The new Gigabyte Z390 Designare is +- $270, has a good VRM implementation capable to handle the new Core i9-9900K and the most interesting part is the built-in Thunderbolt 3 ports.
https://www.tomshardware.com/news/gigabyte-z390-designare-motherboard-specs,38005.html




Modest overclock poses no problem...
For audio workloads is better to set all cores to the same speed, so setting all the 6 cores of the i7-8700k to 4.7Ghz is a good idea...

How much you plan to expend?
What monitor do you use? Because the Gigabyte Z390 Designare only got a HDMI port and for 4K in 60Hz will need to add a GPU or choose another motherboard with DisplayPort like the Asus PRIME Z390-A.
https://www.asus.com/Motherboards/PRIME-Z390-A/


----------



## PerryD (Nov 20, 2018)

Shad0wLandsUK said:


> If you would like any advice on building. components or technical advice just let me know
> 
> Would be happy to help


 Thank you! I may very well have some questions.


----------



## PerryD (Nov 20, 2018)

Pictus said:


> Sadly the best motherboards do have RGB LEDs...
> The new Gigabyte Z390 Designare is +- $270, has a good VRM implementation capable to handle the new Core i9-9900K and the most interesting part is the built-in Thunderbolt 3 ports.
> https://www.tomshardware.com/news/gigabyte-z390-designare-motherboard-specs,38005.html
> 
> ...





Pictus said:


> Sadly the best motherboards do have RGB LEDs...
> The new Gigabyte Z390 Designare is +- $270, has a good VRM implementation capable to handle the new Core i9-9900K and the most interesting part is the built-in Thunderbolt 3 ports.
> https://www.tomshardware.com/news/gigabyte-z390-designare-motherboard-specs,38005.html
> 
> ...


 I want to replace/clone my 10 year old WD black drives with fresh WD Black drives, new motherboard, i7-8700k CPU, power supply, Noctua cooler and a budget graphics card that supports 2 monitors. LG 27" 1080 and LG 29" 2560 x 1080. I will use (for now) 32gb (2x16gb) Corsair Vengeance ram but it is only 2400mHz. I have $1,500 for a budget. The model of Gigabyte motherboard is my main concern. Aorus Master? I don't really need Thunderbolt and I don't intend to overclock.


----------



## Pictus (Nov 20, 2018)

PerryD said:


> I want to replace/clone my 10 year old WD black drives with fresh WD Black drives, new motherboard, i7-8700k CPU, power supply, Noctua cooler and a budget graphics card that supports 2 monitors. LG 27" 1080 and LG 29" 2560 x 1080. I will use (for now) 32gb (2x16gb) Corsair Vengeance ram but it is only 2400mHz. I have $1,500 for a budget. The model of Gigabyte motherboard is my main concern. Aorus Master? I don't really need Thunderbolt and I don't intend to overclock.

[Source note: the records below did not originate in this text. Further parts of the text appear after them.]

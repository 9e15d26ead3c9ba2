//! `vadkit`: scan a WAV file for speech segments.
//!
//! Prints one JSON object per detector event on stdout and a segment summary
//! through `tracing` on stderr.
//!
//! ```text
//! vadkit --input take1.wav [--config options.json] [--id mic] [--events all|transitions]
//! ```

mod settings;

use std::io::Write;
use std::path::{Path, PathBuf};

use anyhow::{bail, Context, Result};
use serde::Serialize;
use tracing::info;
use vadkit_core::{
    AudioChunk, ChannelSink, EventSink, StreamingVad, TracingSink, VadEvent, VadEventKind,
};

use settings::{default_settings_path, load_options, save_options};

/// Samples handed to the detector per push, mimicking a capture callback.
const PUSH_CHUNK: usize = 1024;

#[derive(Debug, Clone, Copy, PartialEq, Eq)]
enum EventFilter {
    All,
    Transitions,
}

#[derive(Debug)]
struct Args {
    input: PathBuf,
    config: PathBuf,
    id: Option<String>,
    events: EventFilter,
}

enum Command {
    Scan(Args),
    WriteDefaultConfig(PathBuf),
}

#[derive(Debug, Serialize)]
#[serde(rename_all = "camelCase")]
struct EventRecord<'a> {
    iteration: u64,
    time_secs: f64,
    #[serde(flatten)]
    event: &'a VadEvent,
}

fn main() {
    tracing_subscriber::fmt()
        .with_writer(std::io::stderr)
        .with_env_filter(
            tracing_subscriber::EnvFilter::try_from_default_env()
                .unwrap_or_else(|_| tracing_subscriber::EnvFilter::new("vadkit=info")),
        )
        .init();

    let result = parse_args().and_then(|cmd| match cmd {
        Command::Scan(args) => scan(&args),
        Command::WriteDefaultConfig(path) => save_options(&path, &Default::default())
            .with_context(|| format!("writing {}", path.display())),
    });
    if let Err(e) = result {
        eprintln!("vadkit: {e:#}");
        std::process::exit(1);
    }
}

fn parse_args() -> Result<Command> {
    let mut input: Option<PathBuf> = None;
    let mut config: Option<PathBuf> = None;
    let mut id: Option<String> = None;
    let mut events = EventFilter::All;

    let mut it = std::env::args().skip(1);
    while let Some(arg) = it.next() {
        match arg.as_str() {
            "--input" | "-i" => {
                let Some(v) = it.next() else {
                    bail!("missing value for --input");
                };
                input = Some(PathBuf::from(v));
            }
            "--config" | "-c" => {
                let Some(v) = it.next() else {
                    bail!("missing value for --config");
                };
                config = Some(PathBuf::from(v));
            }
            "--id" => {
                let Some(v) = it.next() else {
                    bail!("missing value for --id");
                };
                id = Some(v);
            }
            "--events" => {
                let Some(v) = it.next() else {
                    bail!("missing value for --events");
                };
                events = match v.as_str() {
                    "all" => EventFilter::All,
                    "transitions" => EventFilter::Transitions,
                    other => bail!("invalid value for --events: {other}"),
                };
            }
            "--write-default-config" => {
                let Some(v) = it.next() else {
                    bail!("missing value for --write-default-config");
                };
                return Ok(Command::WriteDefaultConfig(PathBuf::from(v)));
            }
            "--help" | "-h" => {
                println!(
                    "Usage: vadkit --input <file.wav> [--config <options.json>] [--id <label>] \\
  [--events all|transitions]\n       vadkit --write-default-config <options.json>"
                );
                std::process::exit(0);
            }
            other => bail!("unknown argument: {other}"),
        }
    }

    let Some(input) = input else {
        bail!("--input is required");
    };
    Ok(Command::Scan(Args {
        input,
        config: config.unwrap_or_else(default_settings_path),
        id,
        events,
    }))
}

fn scan(args: &Args) -> Result<()> {
    let (samples, sample_rate) = read_wav_mono_f32(&args.input)?;

    let mut options = load_options(&args.config);
    options.sample_rate = sample_rate;
    if let Some(id) = &args.id {
        options.id = id.clone();
    }
    let config = options.validate().context("invalid detector options")?;
    let fft_size = f64::from(config.fft_size());
    let hop_size = f64::from(config.hop_size());
    let rate = f64::from(config.sample_rate());

    let (channel, rx) = ChannelSink::unbounded();
    let sinks: Vec<Box<dyn EventSink>> = vec![Box::new(channel), Box::new(TracingSink)];
    let mut vad = StreamingVad::new(config, sinks)?;

    info!(
        file = %args.input.display(),
        sample_rate,
        seconds = samples.len() as f64 / rate,
        "scanning"
    );

    let stdout = std::io::stdout();
    let mut out = stdout.lock();
    let mut iteration = 0u64;
    let mut segments: Vec<(f64, Option<f64>)> = Vec::new();

    for block in samples.chunks(PUSH_CHUNK) {
        vad.push(&AudioChunk::new(block.to_vec(), sample_rate))?;

        for event in rx.try_iter() {
            // Time at the end of the frame this event belongs to.
            let time_secs = (fft_size + iteration as f64 * hop_size) / rate;
            match event.kind {
                VadEventKind::SpeechStart => segments.push((time_secs, None)),
                VadEventKind::SpeechEnd => {
                    if let Some(last) = segments.last_mut() {
                        last.1 = Some(time_secs);
                    }
                }
                VadEventKind::EnergyUpdate => {}
            }
            if args.events == EventFilter::All || event.kind.is_transition() {
                serde_json::to_writer(
                    &mut out,
                    &EventRecord {
                        iteration,
                        time_secs,
                        event: &event,
                    },
                )?;
                writeln!(out)?;
            }
            if event.kind == VadEventKind::EnergyUpdate {
                iteration += 1;
            }
        }
    }
    out.flush()?;

    let total = samples.len() as f64 / rate;
    for &(start, end) in &segments {
        let end = end.unwrap_or(total);
        info!(start = start, end = end, duration = end - start, "speech segment");
    }
    info!(
        iterations = vad.iterations(),
        segments = segments.len(),
        final_offset = vad.detector().energy_offset(),
        "scan complete"
    );
    Ok(())
}

fn read_wav_mono_f32(path: &Path) -> Result<(Vec<f32>, u32)> {
    let mut reader =
        hound::WavReader::open(path).with_context(|| format!("opening {}", path.display()))?;
    let spec = reader.spec();
    let channels = usize::from(spec.channels.max(1));

    let interleaved: Vec<f32> = match spec.sample_format {
        hound::SampleFormat::Float => reader
            .samples::<f32>()
            .collect::<std::result::Result<Vec<_>, _>>()?,
        hound::SampleFormat::Int => {
            let max = ((1_i64 << (spec.bits_per_sample - 1)) - 1) as f32;
            reader
                .samples::<i32>()
                .map(|s| s.map(|v| v as f32 / max))
                .collect::<std::result::Result<Vec<_>, _>>()?
        }
    };

    let chunk = AudioChunk::from_interleaved(&interleaved, channels, spec.sample_rate);
    Ok((chunk.samples, chunk.sample_rate))
}

#[cfg(test)]
mod tests {
    use super::*;

    fn write_wav(path: &Path, samples: &[i16], sample_rate: u32, channels: u16) {
        let spec = hound::WavSpec {
            channels,
            sample_rate,
            bits_per_sample: 16,
            sample_format: hound::SampleFormat::Int,
        };
        let mut writer = hound::WavWriter::create(path, spec).unwrap();
        for &s in samples {
            writer.write_sample(s).unwrap();
        }
        writer.finalize().unwrap();
    }

    #[test]
    fn reads_and_downmixes_stereo_pcm16() {
        let dir = tempfile::tempdir().unwrap();
        let path = dir.path().join("stereo.wav");
        write_wav(&path, &[i16::MAX, 0, 0, i16::MAX, -i16::MAX, -i16::MAX], 8000, 2);

        let (samples, rate) = read_wav_mono_f32(&path).unwrap();
        assert_eq!(rate, 8000);
        assert_eq!(samples.len(), 3);
        assert!((samples[0] - 0.5).abs() < 1e-6);
        assert!((samples[1] - 0.5).abs() < 1e-6);
        assert!((samples[2] + 1.0).abs() < 1e-6);
    }

    #[test]
    fn missing_wav_is_an_error() {
        let dir = tempfile::tempdir().unwrap();
        assert!(read_wav_mono_f32(&dir.path().join("missing.wav")).is_err());
    }

    #[test]
    fn scan_runs_over_a_tone_burst() {
        let dir = tempfile::tempdir().unwrap();
        let wav = dir.path().join("burst.wav");
        let rate = 16_000u32;
        let samples: Vec<i16> = (0..rate as usize * 2)
            .map(|i| {
                let in_burst = (8_000..16_000).contains(&i);
                let t = i as f32 / rate as f32;
                let amp = if in_burst { 12_000.0 } else { 0.0 };
                (amp * (2.0 * std::f32::consts::PI * 500.0 * t).sin()) as i16
            })
            .collect();
        write_wav(&wav, &samples, rate, 1);

        let args = Args {
            input: wav,
            config: dir.path().join("absent.json"),
            id: Some("test".into()),
            events: EventFilter::Transitions,
        };
        scan(&args).unwrap();
    }
}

The Aorus Master is an excellent motherboard with very strong VRM, for the 8700K
you can go with a more economic one like the Gigabyte Z390 Pro, for reference check
https://www.overclock.net/forum/27697868-post16.html

If want to add a GPU go for the RX 550 D5 2G (GV-RX550D5-2GD)
https://pcpartpicker.com/product/zPyxFT/gigabyte-radeon-rx-550-2gb-video-card-gv-rx550d5-2gd
The fans only turns when hot, but they got hot only when doing 3D/games.

The Asus PRIME Z390-A https://www.asus.com/Motherboards/PRIME-Z390-A/overview/
have DisplayPort and HDMI, so will not need to add a GPU, but maybe some adapter
if one of your monitors do not have the same ports.

As a reference I started a build for you at https://pcpartpicker.com/list/MYvYq4
You can edit as see fit...


----------



## Shad0wLandsUK (Nov 21, 2018)

Pictus said:


> Sadly the best motherboards do have RGB LEDs...
> The new Gigabyte Z390 Designare is +- $270, has a good VRM implementation capable to handle the new Core i9-9900K and the most interesting part is the built-in Thunderbolt 3 ports.
> https://www.tomshardware.com/news/gigabyte-z390-designare-motherboard-specs,38005.html
> 
> ...


Personally I am very anti-Gigabyte
My previous experiences with them are that their customer support and promises are very bad.
I would only go with MSI and ASUS now

I have noticed that they are all RGB though (what a pain I millions of lights on my board)
But I am certain you can disable this anyway

Some offerings:
https://www.asus.com/uk/Motherboards/ROG-MAXIMUS-XI-EXTREME/

https://www.asus.com/uk/Motherboards/ROG-MAXIMUS-XI-FORMULA/ (likely to be my next board)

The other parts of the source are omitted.